What you need to do = Report every line below that has the string "timeout" in it.

Material for this task =
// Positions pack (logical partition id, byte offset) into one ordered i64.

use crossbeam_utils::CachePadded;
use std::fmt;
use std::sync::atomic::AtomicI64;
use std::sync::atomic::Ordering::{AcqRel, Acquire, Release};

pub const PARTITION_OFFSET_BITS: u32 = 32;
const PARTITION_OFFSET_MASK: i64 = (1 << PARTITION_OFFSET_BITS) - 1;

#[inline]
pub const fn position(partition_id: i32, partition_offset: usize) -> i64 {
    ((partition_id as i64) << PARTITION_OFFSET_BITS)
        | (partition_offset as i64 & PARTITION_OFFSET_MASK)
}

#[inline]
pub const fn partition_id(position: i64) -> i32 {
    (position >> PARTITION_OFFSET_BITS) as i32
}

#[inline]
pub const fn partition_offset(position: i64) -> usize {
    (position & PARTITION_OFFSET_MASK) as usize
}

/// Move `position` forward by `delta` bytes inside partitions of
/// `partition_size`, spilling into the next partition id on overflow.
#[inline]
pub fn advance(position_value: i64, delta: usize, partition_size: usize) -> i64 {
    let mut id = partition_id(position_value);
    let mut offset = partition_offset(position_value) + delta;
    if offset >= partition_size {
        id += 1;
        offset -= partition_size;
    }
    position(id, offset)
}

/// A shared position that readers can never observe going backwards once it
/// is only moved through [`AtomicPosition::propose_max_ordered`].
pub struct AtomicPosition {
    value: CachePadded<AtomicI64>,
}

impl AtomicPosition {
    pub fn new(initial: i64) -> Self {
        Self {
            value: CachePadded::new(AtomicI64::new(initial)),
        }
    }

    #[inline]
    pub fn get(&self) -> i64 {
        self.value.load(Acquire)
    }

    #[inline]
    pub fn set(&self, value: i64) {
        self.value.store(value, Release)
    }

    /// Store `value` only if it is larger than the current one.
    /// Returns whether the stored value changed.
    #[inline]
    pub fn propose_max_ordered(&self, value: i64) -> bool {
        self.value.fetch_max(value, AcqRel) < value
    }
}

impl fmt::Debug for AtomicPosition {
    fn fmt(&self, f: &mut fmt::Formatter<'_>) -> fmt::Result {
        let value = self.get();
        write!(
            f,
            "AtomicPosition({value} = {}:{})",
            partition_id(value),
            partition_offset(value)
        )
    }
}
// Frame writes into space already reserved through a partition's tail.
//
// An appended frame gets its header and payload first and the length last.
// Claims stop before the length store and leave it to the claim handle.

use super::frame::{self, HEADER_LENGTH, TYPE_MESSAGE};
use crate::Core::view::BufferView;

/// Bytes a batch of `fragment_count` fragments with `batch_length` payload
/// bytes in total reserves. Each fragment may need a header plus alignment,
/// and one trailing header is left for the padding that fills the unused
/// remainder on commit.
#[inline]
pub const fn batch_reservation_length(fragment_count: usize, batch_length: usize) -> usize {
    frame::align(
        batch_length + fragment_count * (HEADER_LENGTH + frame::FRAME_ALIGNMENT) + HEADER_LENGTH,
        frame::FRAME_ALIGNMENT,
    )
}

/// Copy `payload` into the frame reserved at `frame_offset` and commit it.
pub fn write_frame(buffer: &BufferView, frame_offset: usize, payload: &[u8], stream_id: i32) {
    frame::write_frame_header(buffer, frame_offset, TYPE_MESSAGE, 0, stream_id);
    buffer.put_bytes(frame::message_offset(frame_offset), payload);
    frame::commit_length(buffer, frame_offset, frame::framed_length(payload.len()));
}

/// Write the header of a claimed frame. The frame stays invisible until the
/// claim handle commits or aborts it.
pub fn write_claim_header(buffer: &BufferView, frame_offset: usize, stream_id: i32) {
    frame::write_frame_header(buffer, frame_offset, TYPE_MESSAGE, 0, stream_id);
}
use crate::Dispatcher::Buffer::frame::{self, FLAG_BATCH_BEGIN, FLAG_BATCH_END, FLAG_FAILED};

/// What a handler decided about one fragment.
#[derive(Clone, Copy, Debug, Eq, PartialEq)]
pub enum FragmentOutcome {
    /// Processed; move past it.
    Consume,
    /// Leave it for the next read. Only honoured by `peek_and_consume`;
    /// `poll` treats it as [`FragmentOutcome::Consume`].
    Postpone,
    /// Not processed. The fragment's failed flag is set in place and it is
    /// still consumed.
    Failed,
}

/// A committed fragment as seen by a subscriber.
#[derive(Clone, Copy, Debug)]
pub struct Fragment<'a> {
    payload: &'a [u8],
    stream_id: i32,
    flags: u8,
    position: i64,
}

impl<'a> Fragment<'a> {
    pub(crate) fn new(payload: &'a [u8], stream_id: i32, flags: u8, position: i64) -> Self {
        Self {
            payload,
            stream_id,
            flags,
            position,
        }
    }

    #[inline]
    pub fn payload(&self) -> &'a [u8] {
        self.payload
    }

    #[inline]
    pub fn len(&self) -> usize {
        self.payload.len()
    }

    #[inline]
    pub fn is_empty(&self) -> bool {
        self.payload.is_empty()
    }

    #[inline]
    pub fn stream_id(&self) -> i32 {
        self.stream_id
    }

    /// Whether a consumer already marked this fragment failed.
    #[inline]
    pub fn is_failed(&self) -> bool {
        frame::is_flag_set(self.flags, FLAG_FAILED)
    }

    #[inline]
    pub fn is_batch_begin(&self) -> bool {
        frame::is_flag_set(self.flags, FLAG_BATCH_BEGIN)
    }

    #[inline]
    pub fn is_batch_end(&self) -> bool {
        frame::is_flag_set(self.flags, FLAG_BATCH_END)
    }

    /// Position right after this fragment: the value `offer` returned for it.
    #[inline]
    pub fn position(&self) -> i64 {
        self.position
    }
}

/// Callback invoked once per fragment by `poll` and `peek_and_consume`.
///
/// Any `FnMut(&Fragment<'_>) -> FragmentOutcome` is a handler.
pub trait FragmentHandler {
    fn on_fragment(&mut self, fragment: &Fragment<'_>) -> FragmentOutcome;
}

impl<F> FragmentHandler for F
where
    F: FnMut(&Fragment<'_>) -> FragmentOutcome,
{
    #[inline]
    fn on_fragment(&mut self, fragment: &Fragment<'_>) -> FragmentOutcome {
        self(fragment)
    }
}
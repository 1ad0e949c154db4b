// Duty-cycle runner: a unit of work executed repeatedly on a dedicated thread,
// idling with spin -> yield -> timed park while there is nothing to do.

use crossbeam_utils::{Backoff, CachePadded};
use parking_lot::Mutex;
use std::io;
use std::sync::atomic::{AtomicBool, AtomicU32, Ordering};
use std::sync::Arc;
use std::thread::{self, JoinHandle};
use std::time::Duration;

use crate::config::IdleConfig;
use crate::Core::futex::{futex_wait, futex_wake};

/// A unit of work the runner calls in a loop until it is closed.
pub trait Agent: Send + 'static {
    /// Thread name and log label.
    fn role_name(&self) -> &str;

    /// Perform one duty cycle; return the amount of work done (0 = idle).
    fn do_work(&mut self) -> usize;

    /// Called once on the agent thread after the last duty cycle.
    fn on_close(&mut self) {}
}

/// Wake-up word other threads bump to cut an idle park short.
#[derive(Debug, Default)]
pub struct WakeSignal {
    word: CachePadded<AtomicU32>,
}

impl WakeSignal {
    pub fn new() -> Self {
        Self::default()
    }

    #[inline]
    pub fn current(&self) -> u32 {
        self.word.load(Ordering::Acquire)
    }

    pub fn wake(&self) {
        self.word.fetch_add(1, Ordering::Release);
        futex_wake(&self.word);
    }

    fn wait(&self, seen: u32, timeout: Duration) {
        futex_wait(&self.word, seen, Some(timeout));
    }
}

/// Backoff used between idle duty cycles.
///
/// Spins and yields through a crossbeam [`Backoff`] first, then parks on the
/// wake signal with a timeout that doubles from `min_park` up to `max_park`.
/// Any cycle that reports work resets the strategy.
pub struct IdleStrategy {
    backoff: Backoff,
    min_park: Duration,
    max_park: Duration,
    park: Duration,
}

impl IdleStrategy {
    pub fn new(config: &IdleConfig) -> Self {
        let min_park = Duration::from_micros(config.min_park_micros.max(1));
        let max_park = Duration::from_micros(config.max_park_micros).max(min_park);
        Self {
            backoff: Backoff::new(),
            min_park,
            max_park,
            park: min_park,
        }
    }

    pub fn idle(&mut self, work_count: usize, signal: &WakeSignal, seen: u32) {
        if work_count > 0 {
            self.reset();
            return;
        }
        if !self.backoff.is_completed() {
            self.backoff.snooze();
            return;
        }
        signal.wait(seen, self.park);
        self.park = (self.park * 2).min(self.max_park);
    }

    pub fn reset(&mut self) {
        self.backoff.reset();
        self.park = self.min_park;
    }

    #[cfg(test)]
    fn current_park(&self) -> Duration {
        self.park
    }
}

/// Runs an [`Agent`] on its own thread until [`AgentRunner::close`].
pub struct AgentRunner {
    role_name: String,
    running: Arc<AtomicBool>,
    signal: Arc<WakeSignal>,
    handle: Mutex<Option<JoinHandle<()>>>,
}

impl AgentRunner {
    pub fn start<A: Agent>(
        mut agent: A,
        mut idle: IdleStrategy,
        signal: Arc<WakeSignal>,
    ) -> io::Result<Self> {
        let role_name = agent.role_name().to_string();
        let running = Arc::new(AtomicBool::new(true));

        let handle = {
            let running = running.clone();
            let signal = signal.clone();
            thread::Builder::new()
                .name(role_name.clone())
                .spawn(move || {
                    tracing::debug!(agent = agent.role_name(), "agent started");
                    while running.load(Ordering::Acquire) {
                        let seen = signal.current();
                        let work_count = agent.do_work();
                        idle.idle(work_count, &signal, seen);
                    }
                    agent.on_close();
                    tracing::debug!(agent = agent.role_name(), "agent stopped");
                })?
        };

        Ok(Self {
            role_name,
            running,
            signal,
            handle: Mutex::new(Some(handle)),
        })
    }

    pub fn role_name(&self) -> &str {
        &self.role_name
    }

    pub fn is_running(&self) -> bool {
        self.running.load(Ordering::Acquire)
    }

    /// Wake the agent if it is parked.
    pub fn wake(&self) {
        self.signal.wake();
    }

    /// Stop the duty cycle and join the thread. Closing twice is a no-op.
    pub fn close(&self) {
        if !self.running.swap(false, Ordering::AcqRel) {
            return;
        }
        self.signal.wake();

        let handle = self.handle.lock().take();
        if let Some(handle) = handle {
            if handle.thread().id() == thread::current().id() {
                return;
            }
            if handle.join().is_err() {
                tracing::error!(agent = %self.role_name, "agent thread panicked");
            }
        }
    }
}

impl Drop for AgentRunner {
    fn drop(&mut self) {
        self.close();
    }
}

--

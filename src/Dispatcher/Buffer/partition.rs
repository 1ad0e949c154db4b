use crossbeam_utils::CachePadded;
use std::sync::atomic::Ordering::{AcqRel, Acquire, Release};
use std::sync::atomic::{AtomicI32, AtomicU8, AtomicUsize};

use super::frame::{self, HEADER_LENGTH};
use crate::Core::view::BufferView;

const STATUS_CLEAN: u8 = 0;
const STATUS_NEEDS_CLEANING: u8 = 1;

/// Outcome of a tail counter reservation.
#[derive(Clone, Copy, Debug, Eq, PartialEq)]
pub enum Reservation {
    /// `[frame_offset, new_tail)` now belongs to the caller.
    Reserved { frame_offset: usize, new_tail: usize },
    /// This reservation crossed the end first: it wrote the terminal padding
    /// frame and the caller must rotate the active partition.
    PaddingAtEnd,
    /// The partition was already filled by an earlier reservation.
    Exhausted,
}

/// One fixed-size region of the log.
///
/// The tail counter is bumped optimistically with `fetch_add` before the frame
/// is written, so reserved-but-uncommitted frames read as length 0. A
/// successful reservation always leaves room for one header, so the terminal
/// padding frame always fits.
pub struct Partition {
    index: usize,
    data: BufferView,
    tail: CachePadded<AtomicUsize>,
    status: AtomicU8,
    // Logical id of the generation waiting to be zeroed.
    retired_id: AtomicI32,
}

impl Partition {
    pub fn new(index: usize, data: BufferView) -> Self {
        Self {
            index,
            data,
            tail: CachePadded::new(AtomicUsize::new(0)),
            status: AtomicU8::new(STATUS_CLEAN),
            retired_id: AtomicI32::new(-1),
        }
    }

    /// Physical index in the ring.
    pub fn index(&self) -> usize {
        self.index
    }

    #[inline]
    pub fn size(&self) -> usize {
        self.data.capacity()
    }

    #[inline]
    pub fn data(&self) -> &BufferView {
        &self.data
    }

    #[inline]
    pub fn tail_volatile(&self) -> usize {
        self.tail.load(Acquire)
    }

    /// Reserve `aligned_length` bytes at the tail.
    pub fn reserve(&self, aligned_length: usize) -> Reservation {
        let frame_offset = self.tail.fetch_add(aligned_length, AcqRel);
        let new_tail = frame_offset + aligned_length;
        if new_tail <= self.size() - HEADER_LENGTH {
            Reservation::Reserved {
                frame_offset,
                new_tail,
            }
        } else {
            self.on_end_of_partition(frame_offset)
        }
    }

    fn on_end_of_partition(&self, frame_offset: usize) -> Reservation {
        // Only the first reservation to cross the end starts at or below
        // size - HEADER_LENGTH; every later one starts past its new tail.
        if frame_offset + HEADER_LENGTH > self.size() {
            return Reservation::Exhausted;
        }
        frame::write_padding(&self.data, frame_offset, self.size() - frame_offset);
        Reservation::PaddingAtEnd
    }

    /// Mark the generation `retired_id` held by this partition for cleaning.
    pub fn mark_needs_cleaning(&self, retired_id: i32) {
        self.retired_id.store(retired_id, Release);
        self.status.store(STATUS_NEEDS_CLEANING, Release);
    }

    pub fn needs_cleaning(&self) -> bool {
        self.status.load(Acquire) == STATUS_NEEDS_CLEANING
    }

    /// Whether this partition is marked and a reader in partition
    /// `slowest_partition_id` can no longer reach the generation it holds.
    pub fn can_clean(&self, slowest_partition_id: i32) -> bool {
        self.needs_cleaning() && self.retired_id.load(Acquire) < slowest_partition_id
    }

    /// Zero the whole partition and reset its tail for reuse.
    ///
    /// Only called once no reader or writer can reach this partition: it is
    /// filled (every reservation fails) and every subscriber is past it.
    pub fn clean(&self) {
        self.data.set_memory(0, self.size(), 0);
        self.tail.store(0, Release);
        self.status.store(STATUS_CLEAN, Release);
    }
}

* * *

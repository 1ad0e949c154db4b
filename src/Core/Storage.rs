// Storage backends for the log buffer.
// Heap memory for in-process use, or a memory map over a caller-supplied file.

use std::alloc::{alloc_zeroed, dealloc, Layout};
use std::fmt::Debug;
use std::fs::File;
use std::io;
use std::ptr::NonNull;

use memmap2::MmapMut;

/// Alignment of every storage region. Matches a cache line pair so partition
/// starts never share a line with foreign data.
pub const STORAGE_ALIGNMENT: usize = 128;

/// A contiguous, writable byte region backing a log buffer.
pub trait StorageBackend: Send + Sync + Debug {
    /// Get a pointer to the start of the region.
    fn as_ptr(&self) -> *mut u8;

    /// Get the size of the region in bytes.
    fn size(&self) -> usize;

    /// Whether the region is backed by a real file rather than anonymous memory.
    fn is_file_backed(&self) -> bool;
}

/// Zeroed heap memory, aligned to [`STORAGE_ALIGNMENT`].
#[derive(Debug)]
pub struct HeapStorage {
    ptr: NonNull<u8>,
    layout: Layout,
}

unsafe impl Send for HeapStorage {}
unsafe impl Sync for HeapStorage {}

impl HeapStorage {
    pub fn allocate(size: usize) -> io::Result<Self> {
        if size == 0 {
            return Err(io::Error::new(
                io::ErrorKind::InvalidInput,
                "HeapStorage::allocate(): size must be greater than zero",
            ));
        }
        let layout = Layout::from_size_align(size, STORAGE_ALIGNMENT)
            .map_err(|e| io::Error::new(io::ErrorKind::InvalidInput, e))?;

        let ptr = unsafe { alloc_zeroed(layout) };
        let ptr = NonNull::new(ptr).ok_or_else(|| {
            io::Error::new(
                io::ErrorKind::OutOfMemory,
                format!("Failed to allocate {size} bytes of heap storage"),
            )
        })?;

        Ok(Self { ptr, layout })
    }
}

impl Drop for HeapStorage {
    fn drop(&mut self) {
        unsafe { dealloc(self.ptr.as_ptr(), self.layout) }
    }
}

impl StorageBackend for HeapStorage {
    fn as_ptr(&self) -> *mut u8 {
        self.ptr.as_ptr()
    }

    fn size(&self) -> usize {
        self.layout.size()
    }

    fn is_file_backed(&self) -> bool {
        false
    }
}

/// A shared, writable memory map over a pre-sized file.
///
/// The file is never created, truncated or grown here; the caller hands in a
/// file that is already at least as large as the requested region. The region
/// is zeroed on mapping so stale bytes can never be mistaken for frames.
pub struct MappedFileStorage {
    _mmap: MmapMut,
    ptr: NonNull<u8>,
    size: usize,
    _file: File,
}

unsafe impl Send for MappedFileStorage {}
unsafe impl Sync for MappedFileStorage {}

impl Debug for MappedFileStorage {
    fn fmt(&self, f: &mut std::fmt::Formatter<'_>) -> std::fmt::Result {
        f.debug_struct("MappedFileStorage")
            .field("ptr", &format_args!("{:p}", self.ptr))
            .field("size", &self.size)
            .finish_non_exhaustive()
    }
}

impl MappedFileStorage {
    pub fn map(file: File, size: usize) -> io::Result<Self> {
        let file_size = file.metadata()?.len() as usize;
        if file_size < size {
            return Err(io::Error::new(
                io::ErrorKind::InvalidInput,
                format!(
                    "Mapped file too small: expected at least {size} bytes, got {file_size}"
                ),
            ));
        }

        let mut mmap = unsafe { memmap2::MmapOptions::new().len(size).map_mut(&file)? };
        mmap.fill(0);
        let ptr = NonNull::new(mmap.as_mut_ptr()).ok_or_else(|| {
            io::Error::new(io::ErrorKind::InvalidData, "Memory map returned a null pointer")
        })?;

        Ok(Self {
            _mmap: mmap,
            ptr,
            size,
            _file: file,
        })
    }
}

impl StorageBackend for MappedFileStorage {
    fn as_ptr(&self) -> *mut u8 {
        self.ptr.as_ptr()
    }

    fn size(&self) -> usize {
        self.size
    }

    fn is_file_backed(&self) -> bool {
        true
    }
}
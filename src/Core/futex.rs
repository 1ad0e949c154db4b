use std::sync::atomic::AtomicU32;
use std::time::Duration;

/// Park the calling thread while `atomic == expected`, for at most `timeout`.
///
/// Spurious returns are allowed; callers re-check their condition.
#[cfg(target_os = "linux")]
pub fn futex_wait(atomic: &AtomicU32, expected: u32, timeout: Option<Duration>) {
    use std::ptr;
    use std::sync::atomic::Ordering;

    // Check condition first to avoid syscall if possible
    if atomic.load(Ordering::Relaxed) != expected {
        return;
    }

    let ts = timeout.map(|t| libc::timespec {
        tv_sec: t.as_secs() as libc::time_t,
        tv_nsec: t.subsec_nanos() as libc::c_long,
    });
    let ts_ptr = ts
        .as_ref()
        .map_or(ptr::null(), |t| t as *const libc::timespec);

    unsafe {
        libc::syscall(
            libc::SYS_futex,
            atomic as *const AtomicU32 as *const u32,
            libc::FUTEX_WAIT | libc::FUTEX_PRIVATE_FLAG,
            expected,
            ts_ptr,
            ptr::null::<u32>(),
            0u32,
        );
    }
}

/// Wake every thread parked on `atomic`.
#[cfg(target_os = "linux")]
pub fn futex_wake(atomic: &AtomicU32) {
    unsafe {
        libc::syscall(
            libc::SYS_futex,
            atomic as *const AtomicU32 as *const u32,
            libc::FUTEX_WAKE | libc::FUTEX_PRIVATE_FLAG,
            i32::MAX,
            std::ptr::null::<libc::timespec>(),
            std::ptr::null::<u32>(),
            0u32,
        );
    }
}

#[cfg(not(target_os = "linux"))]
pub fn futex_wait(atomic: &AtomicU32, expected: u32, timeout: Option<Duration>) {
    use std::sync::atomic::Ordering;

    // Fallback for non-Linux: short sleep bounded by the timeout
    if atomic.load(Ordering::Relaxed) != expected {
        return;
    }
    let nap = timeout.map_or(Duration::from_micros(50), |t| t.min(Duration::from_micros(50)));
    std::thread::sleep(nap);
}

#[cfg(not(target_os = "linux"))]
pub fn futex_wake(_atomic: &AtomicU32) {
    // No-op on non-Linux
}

Answer area =
    fn wait(&self, seen: u32, timeout: Duration) {
        futex_wait(&self.word, seen, Some(timeout));
/// wake signal with a timeout that doubles from `min_park` up to `max_park`.
/// Park the calling thread while `atomic == expected`, for at most `timeout`.
pub fn futex_wait(atomic: &AtomicU32, expected: u32, timeout: Option<Duration>) {
    let ts = timeout.map(|t| libc::timespec {
pub fn futex_wait(atomic: &AtomicU32, expected: u32, timeout: Option<Duration>) {
    // Fallback for non-Linux: short sleep bounded by the timeout
    let nap = timeout.map_or(Duration::from_micros(50), |t| t.min(Duration::from_micros(50)));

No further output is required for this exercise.